use async_trait::async_trait;
use serde::{Deserialize, Serialize};

use crate::errors::ProviderError;
use crate::providers::feedback::prompts::{
    build_feedback_prompt, FEEDBACK_MAX_TOKENS, FEEDBACK_SYSTEM, FEEDBACK_TEMPERATURE,
};
use crate::providers::feedback::{FeedbackGenerator, FeedbackRequest};
use crate::providers::ProviderHttp;

#[derive(Debug, Serialize)]
#[serde(rename_all = "camelCase")]
struct GenerateContentRequest<'a> {
    system_instruction: Content<'a>,
    contents: Vec<Content<'a>>,
    generation_config: GenerationConfig,
}

#[derive(Debug, Serialize)]
struct Content<'a> {
    #[serde(skip_serializing_if = "Option::is_none")]
    role: Option<&'a str>,
    parts: Vec<Part<'a>>,
}

#[derive(Debug, Serialize)]
struct Part<'a> {
    text: &'a str,
}

#[derive(Debug, Serialize)]
#[serde(rename_all = "camelCase")]
struct GenerationConfig {
    temperature: f32,
    max_output_tokens: u32,
}

#[derive(Debug, Deserialize)]
struct GenerateContentResponse {
    #[serde(default)]
    candidates: Vec<Candidate>,
}

#[derive(Debug, Deserialize)]
struct Candidate {
    content: Option<CandidateContent>,
}

#[derive(Debug, Deserialize)]
struct CandidateContent {
    #[serde(default)]
    parts: Vec<CandidatePart>,
}

#[derive(Debug, Deserialize)]
struct CandidatePart {
    text: Option<String>,
}

impl GenerateContentResponse {
    /// Concatenated text parts of the first candidate.
    fn text(self) -> Option<String> {
        let parts = self.candidates.into_iter().next()?.content?.parts;
        let text: String = parts.into_iter().filter_map(|p| p.text).collect();
        Some(text)
    }
}

/// Google Gemini `generateContent`. Secondary feedback backend.
pub struct GeminiFeedback {
    http: ProviderHttp,
    api_key: String,
    model: String,
    base_url: String,
}

impl GeminiFeedback {
    pub fn new(http: ProviderHttp, api_key: String, base_url: String, model: String) -> Self {
        Self {
            http,
            api_key,
            model,
            base_url: base_url.trim_end_matches('/').to_string(),
        }
    }
}

#[async_trait]
impl FeedbackGenerator for GeminiFeedback {
    fn name(&self) -> &str {
        "gemini"
    }

    async fn generate_feedback(&self, request: &FeedbackRequest) -> Result<String, ProviderError> {
        let prompt = build_feedback_prompt(request);
        let body = GenerateContentRequest {
            system_instruction: Content {
                role: None,
                parts: vec![Part {
                    text: FEEDBACK_SYSTEM,
                }],
            },
            contents: vec![Content {
                role: Some("user"),
                parts: vec![Part { text: &prompt }],
            }],
            generation_config: GenerationConfig {
                temperature: FEEDBACK_TEMPERATURE,
                max_output_tokens: FEEDBACK_MAX_TOKENS,
            },
        };
        let url = format!("{}/models/{}:generateContent", self.base_url, self.model);

        let response: GenerateContentResponse = self
            .http
            .send_json(self.name(), |client| {
                client
                    .post(&url)
                    .header("x-goog-api-key", &self.api_key)
                    .json(&body)
            })
            .await?;

        response.text().ok_or(ProviderError::EmptyContent)
    }
}

#[cfg(test)]
mod tests {
    use super::*;
    use mockito::{Matcher, Server};
    use serde_json::json;
    use std::time::Duration;

    fn generator(base_url: String) -> GeminiFeedback {
        let http = ProviderHttp::new()
            .unwrap()
            .with_backoff(Duration::from_millis(1));
        GeminiFeedback::new(
            http,
            "gm-test".to_string(),
            base_url,
            "gemini-2.0-flash".to_string(),
        )
    }

    fn request() -> FeedbackRequest {
        FeedbackRequest::new("Rust dev", "Rust job", 72, 80, 70.0, 60.0, vec![], vec![])
    }

    #[tokio::test]
    async fn test_candidate_parts_are_joined() {
        let mut server = Server::new_async().await;
        let mock = server
            .mock("POST", "/models/gemini-2.0-flash:generateContent")
            .match_header("x-goog-api-key", "gm-test")
            .match_body(Matcher::PartialJson(json!({
                "generationConfig": { "maxOutputTokens": 800 }
            })))
            .with_status(200)
            .with_body(
                r#"{"candidates": [{"content": {"role": "model", "parts": [{"text": "STRENGTHS:"}, {"text": "\n- Rust"}]}}]}"#,
            )
            .create_async()
            .await;

        let text = generator(server.url())
            .generate_feedback(&request())
            .await
            .unwrap();

        assert_eq!(text, "STRENGTHS:\n- Rust");
        mock.assert_async().await;
    }

    #[tokio::test]
    async fn test_blocked_prompt_without_candidates_is_empty() {
        let mut server = Server::new_async().await;
        server
            .mock("POST", "/models/gemini-2.0-flash:generateContent")
            .with_status(200)
            .with_body(r#"{"promptFeedback": {"blockReason": "SAFETY"}}"#)
            .create_async()
            .await;

        let err = generator(server.url())
            .generate_feedback(&request())
            .await
            .unwrap_err();
        assert!(matches!(err, ProviderError::EmptyContent));
    }
}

====

* Instructions for the task:
Scan each line of the entries above for the word "CandidatePart" and report how many lines contain it, with nothing else.

* Answer for the task:
2